I have a script attached to the Route parent and nodes as children, and to the GamePlayer parent for the cube.
Any guidance or tutorials for this?
I followed this tutorial to start, but really need\want the functionality of clicking and moving to any adjacent Node only.
If you want the player to input the sequence of moves they will do, then you need some type of stateful input gathering mechanism that accumulates your clicks into a list, checks for validity, then considers it complete either when you say or when you reach the goal.
You would perhaps want a way to back up one link, or to escape and quit all input, start over, and perhaps a way to confirm: “hey, this is the path you just put in… do you want to do it now?”
Thanks for your response @Kurt-Dekker
The way I have laid it out is pretty much the same as the boardgame YT clip above, do you think this is the right approach?
It sounds like you want to represent this play area as a graph. Each node can contain a list of other nodes that it is directly connected to. When the user clicks on a node, you only allow the movement if the selected node is on the list of directly connected nodes for the current position.
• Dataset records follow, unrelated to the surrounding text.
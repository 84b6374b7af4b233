//! Pod client for one workspace namespace, including the abnormal
//! termination watch.

use std::sync::Arc;
use std::time::Duration;

use async_trait::async_trait;
use futures::TryStreamExt;
use k8s_openapi::api::core::v1::Pod;
use kube::api::{Api, ListParams, PostParams};
use kube::runtime::watcher;
use kube::Client;
use kube::ResourceExt;
use tokio::sync::Mutex;
use tokio::task::JoinHandle;
use tracing::{debug, warn};

use crate::error::RuntimeError;
use crate::namespace::{AbnormalStopHandler, PodClients, PodTermination};

use super::{stamp_labels, workspace_selector};

pub struct KubePods {
    api: Api<Pod>,
    selector: String,
    workspace_id: String,
    handlers: Arc<Mutex<Vec<AbnormalStopHandler>>>,
    watcher_task: Mutex<Option<JoinHandle<()>>>,
}

impl KubePods {
    #[must_use]
    pub fn new(client: Client, namespace: &str, workspace_id: &str) -> Self {
        Self {
            api: Api::namespaced(client, namespace),
            selector: workspace_selector(workspace_id),
            workspace_id: workspace_id.to_string(),
            handlers: Arc::new(Mutex::new(Vec::new())),
            watcher_task: Mutex::new(None),
        }
    }

    /// Abort the watcher and drop every registered handler. Called before
    /// cleanup so our own teardown is not reported as abnormal.
    pub async fn stop_watching(&self) {
        if let Some(task) = self.watcher_task.lock().await.take() {
            task.abort();
        }
        self.handlers.lock().await.clear();
    }
}

#[async_trait]
impl PodClients for KubePods {
    async fn list(&self) -> anyhow::Result<Vec<Pod>> {
        let list = self
            .api
            .list(&ListParams::default().labels(&self.selector))
            .await
            .map_err(RuntimeError::from)?;
        Ok(list.items)
    }

    async fn create(&self, mut pod: Pod) -> anyhow::Result<Pod> {
        stamp_labels(&mut pod, &self.workspace_id);
        let created = self
            .api
            .create(&PostParams::default(), &pod)
            .await
            .map_err(RuntimeError::from)?;
        Ok(created)
    }

    async fn watch(&self, handler: AbnormalStopHandler) -> anyhow::Result<()> {
        self.handlers.lock().await.push(handler);

        // One underlying watcher task serves every registration.
        let mut task = self.watcher_task.lock().await;
        if task.is_none() {
            debug!(selector = %self.selector, "starting pod lifecycle watcher");
            *task = Some(tokio::spawn(run_watcher(
                self.api.clone(),
                self.selector.clone(),
                Arc::clone(&self.handlers),
            )));
        }
        Ok(())
    }
}

async fn run_watcher(
    api: Api<Pod>,
    selector: String,
    handlers: Arc<Mutex<Vec<AbnormalStopHandler>>>,
) {
    let config = watcher::Config::default().labels(&selector);
    let stream = watcher(api, config);
    futures::pin_mut!(stream);
    loop {
        match stream.try_next().await {
            Ok(Some(watcher::Event::Apply(pod))) => {
                if let Some(termination) = termination_of(&pod) {
                    fire(&handlers, termination).await;
                }
            }
            Ok(Some(watcher::Event::Delete(pod))) => {
                fire(
                    &handlers,
                    PodTermination {
                        pod_name: pod.name_any(),
                        reason: "pod was deleted out of band".to_string(),
                    },
                )
                .await;
            }
            Ok(Some(_)) => {}
            Ok(None) => break,
            Err(err) => {
                warn!(error = %err, "pod watch stream error, retrying");
                tokio::time::sleep(Duration::from_secs(1)).await;
            }
        }
    }
}

fn termination_of(pod: &Pod) -> Option<PodTermination> {
    let status = pod.status.as_ref()?;
    match status.phase.as_deref() {
        // A workspace pod is expected to run until torn down; any exit is
        // abnormal.
        Some("Failed") | Some("Succeeded") => Some(PodTermination {
            pod_name: pod.name_any(),
            reason: status
                .reason
                .clone()
                .unwrap_or_else(|| format!("pod entered {} phase", status.phase.as_deref().unwrap_or("terminal"))),
        }),
        _ => None,
    }
}

async fn fire(handlers: &Mutex<Vec<AbnormalStopHandler>>, termination: PodTermination) {
    warn!(
        pod = %termination.pod_name,
        reason = %termination.reason,
        "observed abnormal pod termination"
    );
    for handler in handlers.lock().await.iter() {
        handler(termination.clone());
    }
}
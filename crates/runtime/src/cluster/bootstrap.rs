//! Bootstrapper that runs a machine's installers inside its container via
//! pod exec.

use std::sync::Arc;

use async_trait::async_trait;
use k8s_openapi::api::core::v1::Pod;
use kube::api::{Api, AttachParams};
use kube::Client;
use tokio_util::sync::CancellationToken;
use tracing::{debug, info};

use crate::bootstrap::{Bootstrapper, BootstrapperFactory};
use crate::error::RuntimeError;
use crate::model::{Installer, RuntimeIdentity};

/// Builds [`ExecBootstrapper`]s against one namespace. The cancellation
/// token is the start attempt's interrupt channel: cancelling it aborts
/// whichever installer is currently running.
pub struct ExecBootstrapperFactory {
    client: Client,
    namespace: String,
    cancel: CancellationToken,
}

impl ExecBootstrapperFactory {
    #[must_use]
    pub fn new(client: Client, namespace: &str, cancel: CancellationToken) -> Self {
        Self {
            client,
            namespace: namespace.to_string(),
            cancel,
        }
    }
}

impl BootstrapperFactory for ExecBootstrapperFactory {
    fn create(
        &self,
        _identity: &RuntimeIdentity,
        machine_name: &str,
        installers: &[Installer],
    ) -> Arc<dyn Bootstrapper> {
        Arc::new(ExecBootstrapper {
            pods: Api::namespaced(self.client.clone(), &self.namespace),
            machine_name: machine_name.to_string(),
            installers: installers.to_vec(),
            cancel: self.cancel.clone(),
        })
    }
}

/// Runs a machine's installer scripts sequentially with `sh -c` inside the
/// machine's container.
pub struct ExecBootstrapper {
    pods: Api<Pod>,
    machine_name: String,
    installers: Vec<Installer>,
    cancel: CancellationToken,
}

#[async_trait]
impl Bootstrapper for ExecBootstrapper {
    async fn bootstrap(&self) -> anyhow::Result<()> {
        let Some((pod, container)) = self.machine_name.split_once('/') else {
            return Err(RuntimeError::internal(format!(
                "malformed machine name '{}'",
                self.machine_name
            ))
            .into());
        };
        for installer in &self.installers {
            info!(
                machine = %self.machine_name,
                installer = %installer.id,
                "running installer"
            );
            tokio::select! {
                () = self.cancel.cancelled() => {
                    return Err(RuntimeError::Cancelled(format!(
                        "installer '{}' on machine '{}' was interrupted",
                        installer.id, self.machine_name
                    ))
                    .into());
                }
                result = self.run_installer(pod, container, installer) => result?,
            }
        }
        debug!(machine = %self.machine_name, "all installers finished");
        Ok(())
    }
}

impl ExecBootstrapper {
    async fn run_installer(
        &self,
        pod: &str,
        container: &str,
        installer: &Installer,
    ) -> anyhow::Result<()> {
        let params = AttachParams::default()
            .container(container)
            .stdout(true)
            .stderr(true);
        let mut process = self
            .pods
            .exec(pod, ["sh", "-c", installer.script.as_str()], &params)
            .await
            .map_err(RuntimeError::from)?;

        if let Some(status) = process.take_status() {
            if let Some(status) = status.await {
                if status.status.as_deref() == Some("Failure") {
                    let message = status
                        .message
                        .unwrap_or_else(|| "installer script failed".to_string());
                    return Err(RuntimeError::Infrastructure(format!(
                        "installer '{}' failed: {message}",
                        installer.id
                    ))
                    .into());
                }
            }
        }
        process.join().await.map_err(RuntimeError::internal)?;
        Ok(())
    }
}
public class GameNode : MonoBehaviour
{
//If all links are bi-directional, then you only need one list of connected nodes
[SerializeField] List<GameNode> outgoing;
[SerializeField] List<GameNode> incoming;
public bool CanIMoveHere(GameNode node)
{
return outgoing.Contains(node);
}
}
You could also implement the graph structure as a separate, non-MonoBehaviour entity and use that to validate the game rules. You will still need a way to associate the nodes in such a graph to the actual game objects in your scene.